Dari kisahnya, kata Abah Caca, kedatangan Bosscha ke Pangalengan untuk membuat perkebunan the. Bosscha lantas meminta restu ke pemerintah setempat kala itu.
"Terus ceritanya mereka setuju lah. Kemudian pepohonannya di tebangin, dan kayunya dipakai perumahan karyawan atau para petani yang kerja di Bosccha. Padahal dahulu belum ada karyawannya," katanya.
Demi mempermulus tujuannya, Bosscha langsung mengumumkan kepada masyarakat bagi yang ingin bekerja dengannya. Terlebih, Bosscha sudah menyediakan rumah bagi para pekerja.
"Bagi masyarakat yang akan kerja padanya bisa menghuni rumah-rumah tersebut. Tak lama, banyak aja yang bekerja di Bosscha. Karyawannya ada orang Pangalengan, ada orang Garut, dan lain-lain," ucapnya.
Awalnya, perkebunan tersebut belum memiliki nama. Setelah Bosscha memiliki banyak karyawan, barulah nama itu muncul. Saat itu, ada beberapa nama yang dipilih seperti Afdeling Malabar, Afeling Pasir Malang, Afdeling Babakan hingga Afdeling Cibolang.
"Setelah karyawannya banyak, terus udah ada yang ngurus teh nya, Bosccha langsung membangun rumah di dekat sekolah Malabar. Kata orang tua dulu, rumahnya ada 14 rumah di daerah situ. Tapi yang ditempati Bosccha hanya satu rumah," tuturnya.
Banyak pribumi antusias untuk bekerja dengan Bosscha. Bahkan sosok Bosscha dikenal sebagai juragan.
"Wah saat itu mah langsung ramai aja, ada yang kerja metik, pemeliharaan, ada yang buat budidaya ulat, budidaya engang. Semuanya disetorkan ke juragan. Kalau sudah beres, tugasnya langsung ngontrol," bebernya.
Bosscha bukan tipe bos yang cuma duduk. Setiap kali, Bosscha mengontrol perkebunannya. Seluruh area perkebunan tak luput dar matanya.

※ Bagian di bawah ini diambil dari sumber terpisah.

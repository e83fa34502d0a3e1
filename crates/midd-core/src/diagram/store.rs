//! Arena of hash-consed diagram nodes.
//!
//! Nodes are interned: building a node structurally equal to an existing
//! one returns the existing handle. Two subtrees are therefore equal iff
//! their handles are equal, which makes reduction a handle comparison.

use std::collections::{HashMap, HashSet};
use std::hash::Hash;

use super::frozen::Diagram;
use super::node::{Edge, Edges, ExternalNode, InternalNode, Node, NodeId, Nodes};
use crate::error::{MiddError, Result};
use crate::interval::{is_partition, Interval};
use crate::terminal::Terminal;
use crate::variable::VariableId;

/// Construction-time node arena.
///
/// All diagrams that will be combined with each other must live in the
/// same store. Once construction is done, [`freeze`](Self::freeze) copies
/// the reachable part of a diagram into an immutable, shareable
/// [`Diagram`].
///
/// # Examples
///
/// ```
/// use midd_core::{Decision, Edge, Interval, NodeStore};
///
/// let mut store = NodeStore::<i64, Decision>::new();
/// let permit = store.terminal(Decision::Permit);
/// let root = store
///     .internal(0, vec![Edge::new(Interval::closed(0, 10).unwrap(), permit)])
///     .unwrap();
///
/// assert_eq!(store.count_nodes(root), 2);
/// ```
#[derive(Debug, Clone)]
pub struct NodeStore<T, D> {
    nodes: Vec<Node<T, D>>,
    unique: HashMap<Node<T, D>, NodeId>,
}

impl<T, D> Default for NodeStore<T, D>
where
    T: Ord + Clone + Hash,
    D: Terminal,
{
    fn default() -> Self {
        Self::new()
    }
}

impl<T, D> NodeStore<T, D>
where
    T: Ord + Clone + Hash,
    D: Terminal,
{
    /// Creates a store holding only the not-applicable terminal.
    pub fn new() -> Self {
        let mut store = Self {
            nodes: Vec::new(),
            unique: HashMap::new(),
        };
        store.terminal(D::not_applicable());
        store
    }

    /// Interns an external node.
    pub fn terminal(&mut self, value: D) -> NodeId {
        self.intern(Node::External(ExternalNode { value }))
    }

    /// Handle of the not-applicable terminal.
    pub fn not_applicable(&self) -> NodeId {
        NodeId(0)
    }

    /// Builds a reduced internal node testing `variable`.
    ///
    /// Edges to the not-applicable terminal are dropped, adjacent edges to
    /// the same child are coalesced, and a node left without edges becomes
    /// the not-applicable terminal. A node with a single edge over the
    /// whole line is replaced by its child.
    ///
    /// # Errors
    ///
    /// - [`MiddError::InvalidInterval`] if the edges are not a sorted,
    ///   disjoint list of non-empty intervals.
    /// - [`MiddError::VariableOrder`] if a child tests a variable that does
    ///   not come after `variable`.
    /// - [`MiddError::UnknownNode`] if a child is not in this store.
    pub fn internal(
        &mut self,
        variable: VariableId,
        edges: impl IntoIterator<Item = Edge<T>>,
    ) -> Result<NodeId> {
        let edges: Vec<Edge<T>> = edges.into_iter().collect();
        if !is_partition(edges.iter().map(|e| &e.interval)) {
            return Err(MiddError::InvalidInterval(format!(
                "partition of x{} must be sorted, disjoint and non-empty",
                variable
            )));
        }
        for edge in &edges {
            if let Node::Internal(child) = self.get(edge.child)? {
                if child.variable <= variable {
                    return Err(MiddError::VariableOrder {
                        parent: variable,
                        child: child.variable,
                    });
                }
            }
        }
        self.reduce(variable, edges)
    }

    fn reduce(&mut self, variable: VariableId, edges: Vec<Edge<T>>) -> Result<NodeId> {
        let na = self.not_applicable();
        let mut reduced: Edges<T> = Edges::new();

        for edge in edges {
            if edge.child == na {
                continue;
            }
            if let Some(last) = reduced.last_mut() {
                if last.child == edge.child && last.interval.is_adjacent_to(&edge.interval) {
                    last.interval = last.interval.coalesce(&edge.interval)?;
                    continue;
                }
            }
            reduced.push(edge);
        }

        match reduced.as_slice() {
            [] => return Ok(na),
            [only] if only.interval == Interval::unbounded() => return Ok(only.child),
            _ => {}
        }

        Ok(self.intern(Node::Internal(InternalNode {
            variable,
            edges: reduced,
        })))
    }

    fn intern(&mut self, node: Node<T, D>) -> NodeId {
        if let Some(&id) = self.unique.get(&node) {
            return id;
        }
        let id = NodeId(self.nodes.len() as u32);
        self.nodes.push(node.clone());
        self.unique.insert(node, id);
        id
    }

    /// Looks up a node.
    pub fn get(&self, id: NodeId) -> Result<&Node<T, D>> {
        self.nodes.get(id.index()).ok_or(MiddError::UnknownNode(id.0))
    }

    /// Number of nodes ever interned.
    pub fn len(&self) -> usize {
        self.nodes.len()
    }

    pub fn is_empty(&self) -> bool {
        self.nodes.is_empty()
    }

    /// Number of distinct nodes reachable from `root`, terminals included.
    pub fn count_nodes(&self, root: NodeId) -> usize {
        let mut seen = HashSet::new();
        let mut stack = vec![root];
        while let Some(id) = stack.pop() {
            if !seen.insert(id) {
                continue;
            }
            if let Some(Node::Internal(n)) = self.nodes.get(id.index()) {
                stack.extend(n.edges.iter().map(|e| e.child));
            }
        }
        seen.len()
    }

    /// Copies the part reachable from `root` into an immutable diagram.
    ///
    /// Handles are renumbered densely; the frozen root always has the
    /// highest handle since children are copied first.
    pub fn freeze(&self, root: NodeId) -> Result<Diagram<T, D>> {
        let mut remap = HashMap::new();
        let mut nodes = Vec::new();
        let root = self.copy_into(root, &mut remap, &mut nodes)?;
        Ok(Diagram::from_nodes(nodes, root))
    }

    fn copy_into(
        &self,
        id: NodeId,
        remap: &mut HashMap<NodeId, NodeId>,
        out: &mut Vec<Node<T, D>>,
    ) -> Result<NodeId> {
        if let Some(&mapped) = remap.get(&id) {
            return Ok(mapped);
        }
        let copy = match self.get(id)? {
            Node::External(n) => Node::External(n.clone()),
            Node::Internal(n) => {
                let mut edges = Edges::with_capacity(n.edges.len());
                for edge in &n.edges {
                    let child = self.copy_into(edge.child, remap, out)?;
                    edges.push(Edge::new(edge.interval.clone(), child));
                }
                Node::Internal(InternalNode {
                    variable: n.variable,
                    edges,
                })
            }
        };
        let mapped = NodeId(out.len() as u32);
        out.push(copy);
        remap.insert(id, mapped);
        Ok(mapped)
    }
}

impl<T, D> Nodes<T, D> for NodeStore<T, D> {
    #[inline]
    fn node(&self, id: NodeId) -> Option<&Node<T, D>> {
        self.nodes.get(id.index())
    }
}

Hingga suatu ketika, kejadian pahit terjadi, Bosscha sempat terjatuh dan kakinya tersangkut ke akar.
"Kemudian berjalannya waktu dirinya sering kontrol ke seluruh area perkebunan teh miliknya. Hingga pada suatu saat dirinya jatuh kakinya tersangkut kena akar. Itu kata pegawainya dulu. Jadi bosscha bukan jatuh dari kuda, soalnya dia mah gak punya kuda," tegasnya.
Kejadian itu yang membuat Bosscha kerap diterpa sakit. Lama berobat ke rumah sakit Junghuhn, Bosscha akhirnya meninggal dunia di tahun 1928.
"Lama kelamaan sakit-sakitan terus sampai meninggal we tahun 1928," kata Abah.
Sebelum meninggal, Bosscha sempat berkumpul bersama para temannya di kursi yang terletak dekat makam. Dalam kesempatan tersebut Bosscha menginginkan di makamkan di lokasi tersebut.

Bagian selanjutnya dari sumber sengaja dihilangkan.